Enforcement of the Russian ship ban announced by Mr. Biden could be difficult, because ships change flags and registries easily. Cargo volumes moved by Russian ships to the U.S. are less than 1% of total incoming cargo, according to Gene Seroka, executive director at the Port of Los Angeles.
The new refugee-sponsorship program, which is expected to be launched on Monday, would become the main path the Biden administration hopes to use to fulfill its promise of taking in 100,000 Ukrainian refugees.
Under the program, U.S. citizens and groups would be required to attest to their financial ability to sponsor Ukrainian refugees. If they are approved, Ukrainians would then be allowed into the country on temporary humanitarian grounds.
The Ukrainian general staff said Russian forces were continuing to block and shell the northern city of Kharkiv, which lies near the Russian border. Russian forces together with their proxies from eastern Ukraine had pushed westward to the edge of Kharkiv province, Russian state news agency RIA reported.
The general staff also said that Russian troops were forcing Ukrainian men in the occupied province of Kherson to mobilize on the side of the Russians and had stopped Ukrainian humanitarian aid from reaching the region.
Kremlin spokesman Dmitry Peskov said Thursday that Russia was waiting for Kyiv’s response to a draft document listing terms for a peace deal that Moscow said it handed to Ukraine on Wednesday.
Mr. Zelensky told reporters after meeting with European Council President Charles Michel on Wednesday that he hadn’t received the Russian proposal.
The stream of dollars and euros that Russia earns from its energy sales to Europe has helped mitigate damage to Russia’s economy from sanctions the U.S. and its allies have imposed since the invasion.
Ms. Yellen on Thursday cautioned against a broad ban on European imports of Russian energy, however, so as not to cause further harm to the global economy. The U.S. and its allies should instead find a way to reduce Russia’s revenue from energy sales, she said at a news conference.

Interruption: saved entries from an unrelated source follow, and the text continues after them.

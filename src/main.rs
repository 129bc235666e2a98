// aulos - terminal music deck
// Playlist, volume, three-band equalizer and metadata display in one screen

use anyhow::Result;
use aulos::config::Config;
use aulos::ui::App;
use clap::Parser;
use std::path::PathBuf;
use tracing::info;
use tracing_subscriber::EnvFilter;

#[derive(Parser)]
#[command(name = "aulos")]
#[command(about = "A terminal music deck with playlist, equalizer and metadata display")]
struct Args {
    /// Enable developer logging (stderr + debug output)
    #[arg(long)]
    dev: bool,

    /// Scan this directory instead of the configured music directories
    #[arg(long)]
    music_dir: Option<PathBuf>,
}

fn init_logging(dev: bool) -> Result<()> {
    // The alternate screen owns stdout/stderr, so logs go to files
    let log_dir = PathBuf::from("logs");
    std::fs::create_dir_all(&log_dir)?;

    let file_appender = tracing_appender::rolling::daily(&log_dir, "aulos.log");
    let (file_writer, guard) = tracing_appender::non_blocking(file_appender);

    let base_filter = EnvFilter::try_from_default_env()
        .unwrap_or_else(|_| EnvFilter::new(if dev { "info,aulos=debug" } else { "info" }));

    let subscriber = tracing_subscriber::fmt()
        .with_writer(file_writer)
        .with_target(true)
        .with_level(true)
        .with_ansi(false)
        .with_env_filter(base_filter)
        .finish();

    tracing::subscriber::set_global_default(subscriber)?;

    // Keep the non-blocking writer alive for the whole process
    std::mem::forget(guard);

    Ok(())
}

#[tokio::main]
async fn main() -> Result<()> {
    let args = Args::parse();
    init_logging(args.dev)?;

    let mut config = Config::load()?;
    if let Some(dir) = args.music_dir {
        config.music_directories = vec![dir];
    }

    info!("aulos deck starting up");

    let mut app = App::new(config)?;
    app.run().await?;

    Ok(())
}
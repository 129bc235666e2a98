use rand::Rng;
use std::path::{Path, PathBuf};
use thiserror::Error;
use tracing::info;

#[derive(Debug, Error, PartialEq)]
pub enum PlaylistError {
    #[error("Playlist is empty")]
    Empty,
}

/// In-memory play queue. Entries keep insertion order; `cursor` is the index
/// the next play starts from and is only meaningful while the playlist is
/// non-empty.
#[derive(Debug, Default)]
pub struct Playlist {
    entries: Vec<PathBuf>,
    cursor: usize,
    shuffle: bool,
    repeat: bool,
}

impl Playlist {
    pub fn new() -> Self {
        Self::default()
    }

    pub fn add(&mut self, path: PathBuf) {
        info!("Added track to playlist: {}", path.display());
        self.entries.push(path);
    }

    pub fn entries(&self) -> &[PathBuf] {
        &self.entries
    }

    pub fn len(&self) -> usize {
        self.entries.len()
    }

    pub fn is_empty(&self) -> bool {
        self.entries.is_empty()
    }

    pub fn cursor(&self) -> usize {
        self.cursor
    }

    pub fn select(&mut self, index: usize) {
        if index < self.entries.len() {
            self.cursor = index;
        }
    }

    pub fn current(&self) -> Option<&Path> {
        self.entries.get(self.cursor).map(|p| p.as_path())
    }

    pub fn shuffle(&self) -> bool {
        self.shuffle
    }

    pub fn repeat(&self) -> bool {
        self.repeat
    }

    pub fn toggle_shuffle(&mut self) -> bool {
        self.shuffle = !self.shuffle;
        self.shuffle
    }

    pub fn toggle_repeat(&mut self) -> bool {
        self.repeat = !self.repeat;
        self.repeat
    }

    /// Move the cursor forward. Repeat keeps the cursor in place, shuffle
    /// picks a uniform random index (the current one included), otherwise the
    /// cursor advances by one and wraps at the end.
    pub fn advance(&mut self, rng: &mut impl Rng) -> Result<usize, PlaylistError> {
        if self.entries.is_empty() {
            return Err(PlaylistError::Empty);
        }
        if self.repeat {
            return Ok(self.cursor);
        }
        self.cursor = if self.shuffle {
            rng.gen_range(0..self.entries.len())
        } else {
            (self.cursor + 1) % self.entries.len()
        };
        Ok(self.cursor)
    }

    /// Move the cursor back by one, wrapping to the last entry at index 0.
    /// Repeat keeps the cursor in place here as well.
    pub fn previous(&mut self) -> Result<usize, PlaylistError> {
        if self.entries.is_empty() {
            return Err(PlaylistError::Empty);
        }
        if !self.repeat {
            self.cursor = (self.cursor + self.entries.len() - 1) % self.entries.len();
        }
        Ok(self.cursor)
    }
}

#[cfg(test)]
mod tests {
    use super::*;
    use rand::rngs::StdRng;
    use rand::SeedableRng;

    fn playlist_of(n: usize) -> Playlist {
        let mut playlist = Playlist::new();
        for i in 0..n {
            playlist.add(PathBuf::from(format!("track{}.mp3", i)));
        }
        playlist
    }

    #[test]
    fn test_insertion_order_preserved() {
        let mut playlist = Playlist::new();
        playlist.add(PathBuf::from("a.mp3"));
        playlist.add(PathBuf::from("b.mp3"));
        assert_eq!(
            playlist.entries(),
            &[PathBuf::from("a.mp3"), PathBuf::from("b.mp3")]
        );
        assert_eq!(playlist.current(), Some(Path::new("a.mp3")));
    }

    #[test]
    fn test_advance_wraps_around() {
        let mut playlist = playlist_of(4);
        let mut rng = StdRng::seed_from_u64(7);

        let mut visited = Vec::new();
        for _ in 0..4 {
            visited.push(playlist.advance(&mut rng).unwrap());
        }
        assert_eq!(visited, vec![1, 2, 3, 0]);
    }

    #[test]
    fn test_previous_wraps_to_last() {
        let mut playlist = playlist_of(5);
        assert_eq!(playlist.previous().unwrap(), 4);
        assert_eq!(playlist.previous().unwrap(), 3);
    }

    #[test]
    fn test_empty_navigation_is_a_defined_failure() {
        let mut playlist = Playlist::new();
        let mut rng = StdRng::seed_from_u64(0);
        assert_eq!(playlist.advance(&mut rng), Err(PlaylistError::Empty));
        assert_eq!(playlist.previous(), Err(PlaylistError::Empty));
    }

    #[test]
    fn test_shuffle_stays_in_range() {
        let mut playlist = playlist_of(3);
        playlist.toggle_shuffle();
        let mut rng = StdRng::seed_from_u64(42);
        for _ in 0..50 {
            let idx = playlist.advance(&mut rng).unwrap();
            assert!(idx < 3);
        }
    }

    #[test]
    fn test_repeat_replays_current_index() {
        let mut playlist = playlist_of(3);
        playlist.select(1);
        playlist.toggle_repeat();
        let mut rng = StdRng::seed_from_u64(0);
        assert_eq!(playlist.advance(&mut rng).unwrap(), 1);
        assert_eq!(playlist.previous().unwrap(), 1);
    }

    #[test]
    fn test_select_ignores_out_of_range() {
        let mut playlist = playlist_of(2);
        playlist.select(5);
        assert_eq!(playlist.cursor(), 0);
    }
}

Russia on Thursday also banned several top U.S. officials, chief executives and journalists from entering the country, citing the expanding list of anti-Russian sanctions under the Biden administration.
Russia’s foreign ministry said its travel ban included Vice President Kamala Harris, Pentagon spokesman John Kirby, State Department spokesman Ned Price, Facebook founder Mark Zuckerberg and Bank of America Corp. Chief Executive Brian Moynihan. Moscow had already banned Mr. Biden.
—Tarini Parti and Andrew Restuccia contributed to this article.